Welcome to an exciting hands-on exploration of decision trees! In this exercise, we'll apply the theoretical concepts you've learned to solve a real-world classification problem with practical implications.

We have already explored our first classification model (logistic regression), but the world of machine learning offers many more powerful algorithms to choose from. One of the most intuitive and interpretable of these is the **Decision Tree**.

**How Decision Trees Work:**
Decision trees mirror human decision-making by creating a hierarchical structure of questions. Starting at the **root node**, the algorithm systematically creates **internal nodes** (decision points) and **leaf nodes** (final predictions) by asking binary questions about the features in our data.

**Real-World Example:**
When predicting an animal's family, a decision tree might ask:
- Root question: "Does the animal have fur?"
  - If YES → "Does it have four legs?"
    - If YES → "Does it bark?" → Dog/Cat classification
    - If NO → "Does it swing from trees?" → Primate classification
  - If NO → "Does it have feathers?" → Bird/Reptile classification

Each **node** represents a decision point based on feature values, and each **branch** represents the outcome of that decision. This creates an easily interpretable set of rules that even non-technical stakeholders can understand and validate.

**Key Advantages:**
- **Transparency**: Every prediction can be traced through a clear path of decisions
- **No data preprocessing**: Works with mixed data types without scaling or normalization
- **Automatic feature selection**: Identifies the most important features for classification
- **Handles non-linear relationships**: Can capture complex patterns that linear models miss

## 5.2 Problem Setting: Wine Quality Assessment Challenge

The world of wine is fascinating and complex.

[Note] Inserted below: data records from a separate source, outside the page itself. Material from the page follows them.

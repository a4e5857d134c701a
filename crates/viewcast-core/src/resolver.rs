//! The projection resolver
//!
//! Stateless algorithm invoked by every projectable: merge the
//! requested template with the defaults, enumerate the resulting field
//! set, dispatch each field's mapping rule, normalize produced values
//! (recursing into nested projectables and sequences), and aggregate
//! everything into one plain JSON object under the active concurrency
//! policy.
//!
//! Output key order always matches merged-template enumeration order,
//! regardless of which asynchronous rules complete first; the first
//! field or element failure fails the whole call.

use futures::future::{self, BoxFuture, FutureExt};
use futures::stream::{self, StreamExt, TryStreamExt};
use serde_json::{Map, Value};

use crate::concurrency::{Concurrency, ProjectOptions};
use crate::error::{Error, Result};
use crate::mapping::{MappingRule, Raw};
use crate::path::get_nested;
use crate::projectable::ViewModel;
use crate::template::{self, Template};

/// Resolve one projection over `owner`.
///
/// This is the building block behind
/// [`Projectable::project_with`](crate::projectable::Projectable::project_with);
/// it is public so custom wrappers can drive resolution directly.
pub async fn resolve<T: ViewModel>(
    owner: &T,
    request: Option<&Template>,
    options: ProjectOptions,
) -> Result<Value> {
    let defaults = owner.view_template();
    let table = owner.view_mappings();
    let passthrough = owner.passthrough();
    let request = request.or_else(|| owner.stored_request());

    // Fields eligible for wildcard inclusion: passthrough document keys
    // first, then mapping-table keys, first occurrence winning.
    let mut field_names: Vec<&str> = Vec::with_capacity(table.len());
    if let Some(Value::Object(doc)) = passthrough {
        field_names.extend(doc.keys().map(String::as_str));
    }
    for key in table.keys() {
        if !field_names.contains(&key) {
            field_names.push(key);
        }
    }

    let merged = template::merge(defaults, field_names.iter().copied(), request);

    // Path rules traverse the owner's source document: the passthrough
    // document when present, otherwise the owner serialized once per
    // call and only when an included field actually needs it.
    let needs_source = passthrough.is_none()
        && merged.iter().any(|(field, field_template)| {
            field_template.is_included()
                && matches!(table.get(field), Some(MappingRule::Path(_)))
        });
    let serialized: Option<Value> = if needs_source {
        Some(serde_json::to_value(owner).map_err(|e| {
            Error::declaration(format!("projection source unavailable: {e}"))
        })?)
    } else {
        None
    };
    let source: Option<&Value> = passthrough.or(serialized.as_ref());

    tracing::debug!(
        fields = merged.len(),
        concurrency = ?options.concurrency,
        "resolving projection"
    );

    let tasks: Vec<_> = merged
        .iter()
        .map(|(field, field_template)| {
            resolve_field(owner, passthrough, source, field, field_template, options)
        })
        .collect();
    let resolved = run_ordered(tasks, options.concurrency).await?;

    let mut output = Map::new();
    for ((field, _), value) in merged.iter().zip(resolved) {
        if let Some(value) = value {
            output.insert(field.clone(), value);
        }
    }
    Ok(Value::Object(output))
}

/// Resolve a single field to `Some(value)` or `None` (omit).
async fn resolve_field<T: ViewModel>(
    owner: &T,
    passthrough: Option<&Value>,
    source: Option<&Value>,
    field: &str,
    field_template: &Template,
    options: ProjectOptions,
) -> Result<Option<Value>> {
    if !field_template.is_included() {
        return Ok(None);
    }

    dispatch(owner, passthrough, source, field, field_template, options)
        .await
        .map_err(|e| Error::FieldResolution {
            field: field.to_string(),
            message: e.to_string(),
        })
}

/// Produce the field's raw value and normalize it.
async fn dispatch<T: ViewModel>(
    owner: &T,
    passthrough: Option<&Value>,
    source: Option<&Value>,
    field: &str,
    field_template: &Template,
    options: ProjectOptions,
) -> Result<Option<Value>> {
    // Own properties of a wrapped document pass through directly,
    // bypassing mapping dispatch.
    if let Some(Value::Object(doc)) = passthrough {
        if let Some(value) = doc.get(field) {
            return normalize(Raw::Value(value.clone()), field_template, options).await;
        }
    }

    // A truthy template entry with no rule is a silent omission.
    let Some(rule) = owner.view_mappings().get(field) else {
        return Ok(None);
    };

    let raw = match rule {
        MappingRule::Path(path) => match source.and_then(|doc| get_nested(doc, path)) {
            Some(value) => Raw::Value(value.clone()),
            None => Raw::Absent,
        },
        MappingRule::Sync(produce) => produce(owner)?,
        MappingRule::Async(produce) => produce(owner).await?,
    };

    tracing::trace!(field, "field value produced");
    normalize(raw, field_template, options).await
}

/// Normalize a raw value: recurse into nested projectables and
/// sequences, pass everything else through unchanged.
fn normalize<'a>(
    raw: Raw,
    field_template: &'a Template,
    options: ProjectOptions,
) -> BoxFuture<'a, Result<Option<Value>>> {
    async move {
        match raw {
            Raw::Absent => Ok(None),
            Raw::Value(value) => Ok(Some(value)),
            Raw::Nested(projectable) => projectable
                .project_with(Some(field_template), options)
                .await
                .map(Some),
            Raw::Many(items) => {
                let tasks: Vec<_> = items
                    .into_iter()
                    .enumerate()
                    .map(|(index, item)| async move {
                        normalize(item, field_template, options).await.map_err(|e| {
                            Error::ElementResolution {
                                index,
                                message: e.to_string(),
                            }
                        })
                    })
                    .collect();
                let resolved = run_ordered(tasks, options.concurrency).await?;
                // A sequence keeps its length: absent elements become null.
                Ok(Some(Value::Array(
                    resolved
                        .into_iter()
                        .map(|value| value.unwrap_or(Value::Null))
                        .collect(),
                )))
            }
        }
    }
    .boxed()
}

/// Run the task list under the concurrency policy, resequencing results
/// into input order and failing fast on the first error.
async fn run_ordered<F, O>(tasks: Vec<F>, concurrency: Concurrency) -> Result<Vec<O>>
where
    F: std::future::Future<Output = Result<O>>,
{
    match concurrency {
        Concurrency::Serial => {
            let mut results = Vec::with_capacity(tasks.len());
            for task in tasks {
                results.push(task.await?);
            }
            Ok(results)
        }
        Concurrency::Unlimited => future::try_join_all(tasks).await,
        Concurrency::Bounded(limit) => {
            stream::iter(tasks)
                .buffered(limit.max(1))
                .try_collect()
                .await
        }
    }
}
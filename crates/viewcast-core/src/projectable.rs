//! Projection capability traits
//!
//! [`ViewModel`] is the declarative capability: a type declares its
//! default template and mapping table (typically in per-type `Lazy`
//! statics so the declaration cost is paid once per type). Every
//! `ViewModel` automatically implements [`Projectable`], the
//! object-safe surface the resolver recurses through.

use async_trait::async_trait;
use serde::Serialize;
use serde_json::Value;

use crate::concurrency::ProjectOptions;
use crate::error::Result;
use crate::mapping::MappingTable;
use crate::resolver;
use crate::template::{FieldTemplates, Template};

/// Declarative projection capability.
///
/// Implementations provide a default template (which fields are
/// included when no request template is given) and a mapping table
/// (how each field's value is produced). Both are immutable
/// configuration; resolution reads them but never mutates them.
///
/// # Example
///
/// ```rust,ignore
/// impl ViewModel for Asset {
///     fn view_template(&self) -> &FieldTemplates {
///         static TEMPLATE: Lazy<FieldTemplates> = Lazy::new(|| {
///             Template::fields_from_value(json!({"id": true, "name": true})).unwrap()
///         });
///         &TEMPLATE
///     }
///
///     fn view_mappings(&self) -> &MappingTable<Self> {
///         static MAPPINGS: Lazy<MappingTable<Asset>> = Lazy::new(|| {
///             MappingTable::new()
///                 .path("id", "doc.id")
///                 .path("name", "doc.name")
///         });
///         &MAPPINGS
///     }
/// }
/// ```
pub trait ViewModel: Serialize + Send + Sync + Sized + 'static {
    /// Fields included when no request template is supplied.
    fn view_template(&self) -> &FieldTemplates;

    /// How each field's value is produced.
    fn view_mappings(&self) -> &MappingTable<Self>;

    /// Document whose own properties pass through without a mapping
    /// rule. `None` for ordinary typed projectables; ad hoc wrappers
    /// return their wrapped document.
    fn passthrough(&self) -> Option<&Value> {
        None
    }

    /// Request template to use when `project` is called without one.
    /// Ad hoc wrappers return a stored wildcard request here.
    fn stored_request(&self) -> Option<&Template> {
        None
    }
}

/// Object-safe projection surface.
///
/// This is the single entry point of the engine and the type the
/// resolver recurses through when a mapping rule produces a nested
/// projectable value.
#[async_trait]
pub trait Projectable: Send + Sync {
    /// Resolve this value into its plain JSON representation with
    /// explicit options.
    ///
    /// `request` semantics: `None` or `Include(true)` use the default
    /// template; `Wildcard` and `Fields` merge per the template-merge
    /// algorithm. Nested projections inherit `options`.
    async fn project_with(
        &self,
        request: Option<&Template>,
        options: ProjectOptions,
    ) -> Result<Value>;

    /// Resolve with the process-wide default options.
    async fn project(&self, request: Option<&Template>) -> Result<Value> {
        self.project_with(request, ProjectOptions::default()).await
    }
}

#[async_trait]
impl<T: ViewModel> Projectable for T {
    async fn project_with(
        &self,
        request: Option<&Template>,
        options: ProjectOptions,
    ) -> Result<Value> {
        resolver::resolve(self, request, options).await
    }
}
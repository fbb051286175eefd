use std::fs;
use std::path::{Path, PathBuf};
use std::process::Command;

use assert_cmd::prelude::*;
use filetime::{set_file_mtime, FileTime};
use predicates::prelude::*;
use predicates::str::contains;
use tempfile::TempDir;

fn twinsync_cmd(home: &Path) -> Command {
    let mut cmd = Command::new(assert_cmd::cargo::cargo_bin!("twinsync"));
    cmd.env("HOME", home)
        .env("USERPROFILE", home)
        .env_remove("RUST_LOG");
    cmd
}

fn write_file(root: &Path, rel: &str, content: &str, unix_secs: i64) {
    let path = root.join(rel);
    fs::create_dir_all(path.parent().unwrap()).unwrap();
    fs::write(&path, content).unwrap();
    set_file_mtime(&path, FileTime::from_unix_time(unix_secs, 0)).unwrap();
}

fn canonical(path: &Path) -> PathBuf {
    path.canonicalize().expect("canonicalize")
}

fn configure(home: &TempDir, primary: &TempDir, secondary: &TempDir, mode: &str) {
    twinsync_cmd(home.path())
        .args(["config", "set", "--primary"])
        .arg(primary.path())
        .arg("--secondary")
        .arg(secondary.path())
        .args(["--mode", mode])
        .assert()
        .success()
        .stdout(contains("preferences saved"));
}

// ---------------------------------------------------------------------------
// config
// ---------------------------------------------------------------------------

#[test]
fn version_names_the_binary() {
    let home = TempDir::new().unwrap();
    twinsync_cmd(home.path())
        .arg("--version")
        .assert()
        .success()
        .stdout(contains(format!("twinsync {}", env!("CARGO_PKG_VERSION"))));
}

#[test]
fn config_show_without_preferences_prints_defaults() {
    let home = TempDir::new().unwrap();
    twinsync_cmd(home.path())
        .args(["config", "show"])
        .assert()
        .success()
        .stdout(contains("none"))
        .stdout(contains("BI_DIRECTIONAL"));
}

#[test]
fn config_set_then_show_round_trips() {
    let home = TempDir::new().unwrap();
    let primary = TempDir::new().unwrap();
    let secondary = TempDir::new().unwrap();

    configure(&home, &primary, &secondary, "one-directional");

    let assert = twinsync_cmd(home.path())
        .args(["config", "show", "--json"])
        .assert()
        .success();
    let stdout = String::from_utf8(assert.get_output().stdout.clone()).unwrap();
    let shown: serde_json::Value = serde_json::from_str(&stdout).expect("json");
    assert_eq!(shown["sync_mode"], "ONE_DIRECTIONAL");
    assert_eq!(
        PathBuf::from(shown["primary_dir"].as_str().unwrap()),
        canonical(primary.path())
    );
    assert_eq!(
        PathBuf::from(shown["secondary_dir"].as_str().unwrap()),
        canonical(secondary.path())
    );
}

#[test]
fn config_set_mode_only_keeps_directories() {
    let home = TempDir::new().unwrap();
    let primary = TempDir::new().unwrap();
    let secondary = TempDir::new().unwrap();
    configure(&home, &primary, &secondary, "one-directional");

    twinsync_cmd(home.path())
        .args(["config", "set", "--mode", "BI_DIRECTIONAL"])
        .assert()
        .success();

    twinsync_cmd(home.path())
        .args(["config", "show"])
        .assert()
        .success()
        .stdout(contains("BI_DIRECTIONAL"))
        .stdout(contains(canonical(primary.path()).display().to_string()));
}

#[test]
fn config_set_rejects_missing_directory_and_saves_nothing() {
    let home = TempDir::new().unwrap();
    let primary = TempDir::new().unwrap();

    twinsync_cmd(home.path())
        .args(["config", "set", "--primary"])
        .arg(primary.path())
        .args(["--secondary", "/definitely/not/here/twinsync"])
        .assert()
        .failure()
        .stderr(contains("does not exist"));

    assert!(!home.path().join(".twinsync/preferences.yaml").exists());
}

#[test]
fn config_set_rejects_unknown_mode() {
    let home = TempDir::new().unwrap();
    twinsync_cmd(home.path())
        .args(["config", "set", "--mode", "sideways"])
        .assert()
        .failure()
        .stderr(contains("unknown sync mode"));
}

#[test]
fn config_set_requires_both_directories() {
    let home = TempDir::new().unwrap();
    let primary = TempDir::new().unwrap();

    twinsync_cmd(home.path())
        .args(["config", "set", "--primary"])
        .arg(primary.path())
        .assert()
        .failure()
        .stderr(contains("secondary directory is not configured"));
}

// ---------------------------------------------------------------------------
// sync
// ---------------------------------------------------------------------------

#[test]
fn sync_without_preferences_asks_for_config() {
    let home = TempDir::new().unwrap();
    twinsync_cmd(home.path())
        .arg("sync")
        .assert()
        .failure()
        .stderr(contains("twinsync config set"));
}

#[test]
fn sync_uses_stored_preferences_and_reports_progress() {
    let home = TempDir::new().unwrap();
    let primary = TempDir::new().unwrap();
    let secondary = TempDir::new().unwrap();
    write_file(primary.path(), "folder/subtest1.txt", "subtest 1", 1_000);
    configure(&home, &primary, &secondary, "bi-directional");

    twinsync_cmd(home.path())
        .arg("sync")
        .assert()
        .success()
        .stdout(contains("Synchronizing (100%)"))
        .stdout(contains("1 visited"))
        .stdout(contains("1 copied"));

    assert_eq!(
        fs::read_to_string(secondary.path().join("folder/subtest1.txt")).unwrap(),
        "subtest 1"
    );
}

#[test]
fn sync_flags_override_stored_mode() {
    let home = TempDir::new().unwrap();
    let primary = TempDir::new().unwrap();
    let secondary = TempDir::new().unwrap();
    write_file(secondary.path(), "only-secondary.txt", "s", 1_000);
    configure(&home, &primary, &secondary, "bi-directional");

    twinsync_cmd(home.path())
        .args(["sync", "--mode", "one-directional"])
        .assert()
        .success()
        .stdout(contains("0 copied"));

    assert!(!primary.path().join("only-secondary.txt").exists());
}

#[test]
fn sync_json_report_without_stored_preferences() {
    let home = TempDir::new().unwrap();
    let primary = TempDir::new().unwrap();
    let secondary = TempDir::new().unwrap();
    write_file(primary.path(), "a.txt", "a", 2_000);
    write_file(secondary.path(), "a.txt", "old", 1_000);
    write_file(secondary.path(), "b.txt", "b", 1_000);

    let assert = twinsync_cmd(home.path())
        .arg("sync")
        .arg("--primary")
        .arg(primary.path())
        .arg("--secondary")
        .arg(secondary.path())
        .arg("--json")
        .assert()
        .success()
        .stdout(contains("Synchronizing").not());
    let stdout = String::from_utf8(assert.get_output().stdout.clone()).unwrap();
    let report: serde_json::Value = serde_json::from_str(&stdout).expect("json report");

    assert_eq!(report["mode"], "BI_DIRECTIONAL");
    assert_eq!(report["visited"], 1);
    assert_eq!(report["copied_to_secondary"], 1);
    assert_eq!(report["copied_to_primary"], 1);
    assert_eq!(fs::read_to_string(secondary.path().join("a.txt")).unwrap(), "a");
    assert!(primary.path().join("b.txt").exists());
    assert!(
        !home.path().join(".twinsync/preferences.yaml").exists(),
        "flags must not be persisted"
    );
}

#[test]
fn sync_fails_when_directory_vanished() {
    let home = TempDir::new().unwrap();
    let primary = TempDir::new().unwrap();
    let secondary = TempDir::new().unwrap();
    configure(&home, &primary, &secondary, "bi-directional");
    let gone = canonical(secondary.path());
    drop(secondary);

    twinsync_cmd(home.path())
        .arg("sync")
        .assert()
        .failure()
        .stderr(contains("is not ready"))
        .stderr(contains(gone.display().to_string()));
}

// ---------------------------------------------------------------------------
// logging
// ---------------------------------------------------------------------------

#[test]
fn sync_writes_log_file() {
    let home = TempDir::new().unwrap();
    let primary = TempDir::new().unwrap();
    let secondary = TempDir::new().unwrap();
    write_file(primary.path(), "a.txt", "a", 1_000);
    configure(&home, &primary, &secondary, "bi-directional");

    twinsync_cmd(home.path())
        .arg("sync")
        .assert()
        .success()
        .stderr(contains("sync finished").not());

    let log = fs::read_to_string(home.path().join(".twinsync/logs/twinsync.log")).unwrap();
    assert!(log.contains("sync started"));
    assert!(log.contains("copy a.txt ->"));
    assert!(log.contains("sync finished"));
}

#[test]
fn first_run_is_not_reported_as_a_warning() {
    let home = TempDir::new().unwrap();
    twinsync_cmd(home.path())
        .args(["config", "show", "--verbose"])
        .assert()
        .success()
        .stderr(contains("WARN").not())
        .stderr(contains("no preferences stored yet").not());
}

#[test]
fn verbose_mirrors_log_to_stderr() {
    let home = TempDir::new().unwrap();
    let primary = TempDir::new().unwrap();
    let secondary = TempDir::new().unwrap();
    configure(&home, &primary, &secondary, "bi-directional");

    twinsync_cmd(home.path())
        .args(["sync", "--verbose"])
        .assert()
        .success()
        .stderr(contains("sync finished"));
}
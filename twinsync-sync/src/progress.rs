//! Turns sync events into a completion percentage.
//!
//! The denominator is the `Start` count (primary files only), so runs that
//! also push secondary-only files may report their last copies at 100%.

use crate::event::{SyncEvent, SyncListener};

/// Listener that tracks visited files and reports progress on every copy.
pub struct ProgressTracker<F> {
    files_sum: usize,
    file_index: usize,
    on_progress: F,
}

impl<F> ProgressTracker<F>
where
    F: FnMut(f64) + Send,
{
    /// `on_progress` receives the percentage each time a file is copied.
    pub fn new(on_progress: F) -> Self {
        Self {
            files_sum: 0,
            file_index: 0,
            on_progress,
        }
    }

    /// `file_index / files_sum * 100`; 100 when there is nothing to visit.
    pub fn percentage(&self) -> f64 {
        if self.files_sum == 0 {
            return 100.0;
        }
        (self.file_index as f64 * 100.0) / self.files_sum as f64
    }
}

impl<F> SyncListener for ProgressTracker<F>
where
    F: FnMut(f64) + Send,
{
    fn on_event(&mut self, event: &SyncEvent<'_>) {
        match event {
            SyncEvent::Start { count } => {
                self.files_sum = *count;
                self.file_index = 0;
            }
            SyncEvent::Visited { .. } => self.file_index += 1,
            SyncEvent::Copied { file, destination } => {
                tracing::info!("copy {} -> {}", file.path(), destination.name());
                let percentage = self.percentage();
                (self.on_progress)(percentage);
            }
        }
    }
}

/// Format a percentage the way progress labels show it: at most one decimal.
pub fn format_percentage(percentage: f64) -> String {
    let rounded = (percentage * 10.0).round() / 10.0;
    if rounded.fract() == 0.0 {
        format!("{rounded:.0}")
    } else {
        format!("{rounded:.1}")
    }
}
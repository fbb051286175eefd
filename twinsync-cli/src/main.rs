//! twinsync: keep two directories in sync, newest file wins.
//!
//! # Usage
//!
//! ```text
//! twinsync sync [--primary <dir>] [--secondary <dir>] [--mode one-directional|bi-directional] [--json]
//! twinsync config show [--json]
//! twinsync config set [--primary <dir>] [--secondary <dir>] [--mode <mode>]
//! twinsync --version
//! ```
//!
//! Every command accepts `--verbose`, which mirrors the log file to stderr.

mod commands;
mod logging;

use anyhow::{Context, Result};
use clap::{Parser, Subcommand};
use colored::Colorize;

use commands::{config::ConfigCommand, sync::SyncArgs};

// ---------------------------------------------------------------------------
// CLI entry point
// ---------------------------------------------------------------------------

#[derive(Parser, Debug)]
#[command(
    name = "twinsync",
    version,
    about = "Synchronize a primary and a secondary directory by modification time",
    long_about = None,
)]
struct Cli {
    /// Mirror log output to stderr.
    #[arg(short, long, global = true)]
    verbose: bool,

    #[command(subcommand)]
    command: Commands,
}

#[derive(Subcommand, Debug)]
enum Commands {
    /// Run one synchronization pass.
    Sync(SyncArgs),

    /// Show or change the stored preferences.
    Config {
        #[command(subcommand)]
        command: ConfigCommand,
    },
}

// ---------------------------------------------------------------------------
// Main
// ---------------------------------------------------------------------------

fn main() -> Result<()> {
    let cli = Cli::parse();
    let home = dirs::home_dir().context("could not determine home directory")?;

    if let Err(err) = logging::init(&home, cli.verbose) {
        eprintln!("{} file logging disabled: {err:#}", "warning:".yellow());
    }

    match cli.command {
        Commands::Sync(args) => args.run(&home),
        Commands::Config { command } => commands::config::run(command, &home),
    }
}
//! `twinsync config`: inspect and update stored preferences.

use std::path::{Path, PathBuf};

use anyhow::{Context, Result};
use clap::{Args, Subcommand};
use colored::Colorize;

use twinsync_core::{preferences, SyncMode};

#[derive(Subcommand, Debug)]
pub enum ConfigCommand {
    /// Print the stored directories and sync mode.
    Show {
        /// Emit machine-readable JSON.
        #[arg(long)]
        json: bool,
    },

    /// Change one or more stored settings.
    Set(SetArgs),
}

/// Arguments for `twinsync config set`.
#[derive(Args, Debug)]
pub struct SetArgs {
    /// Primary directory; must exist.
    #[arg(long)]
    pub primary: Option<PathBuf>,

    /// Secondary directory; must exist.
    #[arg(long)]
    pub secondary: Option<PathBuf>,

    /// `one-directional` or `bi-directional`.
    #[arg(long)]
    pub mode: Option<SyncMode>,
}

pub fn run(command: ConfigCommand, home: &Path) -> Result<()> {
    match command {
        ConfigCommand::Show { json } => show(home, json),
        ConfigCommand::Set(args) => args.run(home),
    }
}

fn show(home: &Path, json: bool) -> Result<()> {
    let prefs = preferences::load_at(home)
        .context("failed to load preferences")?
        .unwrap_or_default();

    if json {
        println!("{}", serde_json::to_string_pretty(&prefs)?);
        return Ok(());
    }
    println!("{:<10} {}", "primary".bold(), prefs.primary_dir_display());
    println!("{:<10} {}", "secondary".bold(), prefs.secondary_dir_display());
    println!("{:<10} {}", "mode".bold(), prefs.sync_mode);
    Ok(())
}

impl SetArgs {
    pub fn run(self, home: &Path) -> Result<()> {
        if self.primary.is_none() && self.secondary.is_none() && self.mode.is_none() {
            anyhow::bail!("nothing to set; pass --primary, --secondary or --mode");
        }

        let mut prefs = preferences::load_at(home)
            .context("failed to load preferences")?
            .unwrap_or_default();
        if let Some(dir) = &self.primary {
            prefs.primary_dir = Some(canonical_dir(dir)?);
        }
        if let Some(dir) = &self.secondary {
            prefs.secondary_dir = Some(canonical_dir(dir)?);
        }
        if let Some(mode) = self.mode {
            prefs.sync_mode = mode;
        }

        prefs
            .validate()
            .context("preferences not saved; both directories must be set and exist")?;
        preferences::save_at(home, &prefs).context("failed to save preferences")?;
        tracing::info!(
            primary = %prefs.primary_dir_display(),
            secondary = %prefs.secondary_dir_display(),
            mode = %prefs.sync_mode,
            "preferences saved"
        );

        println!("{} preferences saved", "✓".green());
        Ok(())
    }
}

fn canonical_dir(dir: &Path) -> Result<PathBuf> {
    dir.canonicalize()
        .with_context(|| format!("directory {} does not exist", dir.display()))
}
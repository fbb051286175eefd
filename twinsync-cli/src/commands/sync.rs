//! `twinsync sync`: one synchronization pass over the configured directories.

use std::path::{Path, PathBuf};

use anyhow::{Context, Result};
use clap::Args;
use colored::Colorize;

use twinsync_core::{preferences, Preferences, SyncMode};
use twinsync_sync::{
    pipeline,
    progress::{format_percentage, ProgressTracker},
    SyncListener, SyncReport,
};

/// Arguments for `twinsync sync`.
#[derive(Args, Debug)]
pub struct SyncArgs {
    /// Primary directory (overrides the stored one).
    #[arg(long)]
    pub primary: Option<PathBuf>,

    /// Secondary directory (overrides the stored one).
    #[arg(long)]
    pub secondary: Option<PathBuf>,

    /// `one-directional` or `bi-directional` (overrides the stored mode).
    #[arg(long)]
    pub mode: Option<SyncMode>,

    /// Print the run report as JSON instead of progress lines.
    #[arg(long)]
    pub json: bool,
}

impl SyncArgs {
    pub fn run(self, home: &Path) -> Result<()> {
        let prefs = self.resolve_preferences(home)?;

        let mut listeners: Vec<Box<dyn SyncListener>> = Vec::new();
        if !self.json {
            listeners.push(Box::new(ProgressTracker::new(|percentage: f64| {
                println!("Synchronizing ({}%)", format_percentage(percentage));
            })));
        }

        let report = pipeline::run(&prefs, listeners).with_context(|| {
            format!(
                "sync failed between {} and {}",
                prefs.primary_dir_display(),
                prefs.secondary_dir_display()
            )
        })?;

        if self.json {
            println!("{}", serde_json::to_string_pretty(&report)?);
        } else {
            print_summary(&report);
        }
        Ok(())
    }

    /// Stored preferences with command-line overrides applied.
    ///
    /// Nothing stored is only an error when the flags don't name both
    /// directories themselves.
    fn resolve_preferences(&self, home: &Path) -> Result<Preferences> {
        let stored = preferences::load_at(home).context("failed to load preferences")?;
        let mut prefs = match stored {
            Some(prefs) => prefs,
            None if self.primary.is_some() && self.secondary.is_some() => Preferences::default(),
            None => anyhow::bail!(
                "no preferences stored at {}; run `twinsync config set` first",
                preferences::preferences_path_at(home).display()
            ),
        };
        if let Some(primary) = &self.primary {
            prefs.primary_dir = Some(primary.clone());
        }
        if let Some(secondary) = &self.secondary {
            prefs.secondary_dir = Some(secondary.clone());
        }
        if let Some(mode) = self.mode {
            prefs.sync_mode = mode;
        }
        Ok(prefs)
    }
}

fn print_summary(report: &SyncReport) {
    println!(
        "{} {} visited, {} copied ({} to secondary, {} to primary), {} unchanged [{}]",
        "✓".green(),
        report.visited,
        report.copied(),
        report.copied_to_secondary,
        report.copied_to_primary,
        report.unchanged,
        report.mode
    );
    if !report.skipped.is_empty() {
        println!("{} {} skipped:", "!".yellow(), report.skipped.len());
        for skipped in &report.skipped {
            println!("  {}  {}", skipped.path, skipped.reason.dimmed());
        }
    }
}
//! twinsync core library: repository abstraction, file handles, the
//! filesystem backend, sync mode and persisted preferences.
//!
//! - [`repository`]: [`Repository`] and [`SyncFile`] traits
//! - [`filesystem`]: [`FilesystemRepository`], the local-directory backend
//! - [`types`]: [`SyncMode`] and relative-path helpers
//! - [`preferences`]: load / save / validate the stored configuration
//! - [`error`]: [`RepositoryError`], [`ConfigError`]

pub mod error;
pub mod filesystem;
pub mod preferences;
pub mod repository;
pub mod types;

pub use error::{ConfigError, RepositoryError};
pub use filesystem::{FilesystemFile, FilesystemRepository};
pub use preferences::Preferences;
pub use repository::{Repository, Sink, SyncFile};
pub use types::SyncMode;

Wine quality assessment typically requires years of training and expertise, with sommeliers spending decades honing their ability to detect subtle differences that distinguish exceptional wines from ordinary ones.

**Our Challenge:**
Today, we'll attempt to automate this expert knowledge using decision trees! Our goal is to predict wine quality based solely on its measurable chemical and physical properties. This represents a classic **multi-class classification problem** where we need to predict discrete quality ratings.

**Dataset Overview:**
- **Target Variable**: Wine quality scores ranging from 0 (lowest quality) to 10 (highest quality)
- **Features**: Chemical and physical properties measurable through laboratory analysis
- **Real-World Impact**: Such models could help wineries:
  - Standardize quality control processes
  - Identify key factors that influence wine quality
  - Make data-driven decisions about production methods
  - Provide objective quality assessments

**Why This Problem Suits Decision Trees:**
Wine quality assessment involves complex, non-linear relationships between chemical compounds. Decision trees excel at capturing these intricate patterns through their hierarchical question-answering approach, potentially mimicking how human experts mentally process multiple factors to reach quality judgments.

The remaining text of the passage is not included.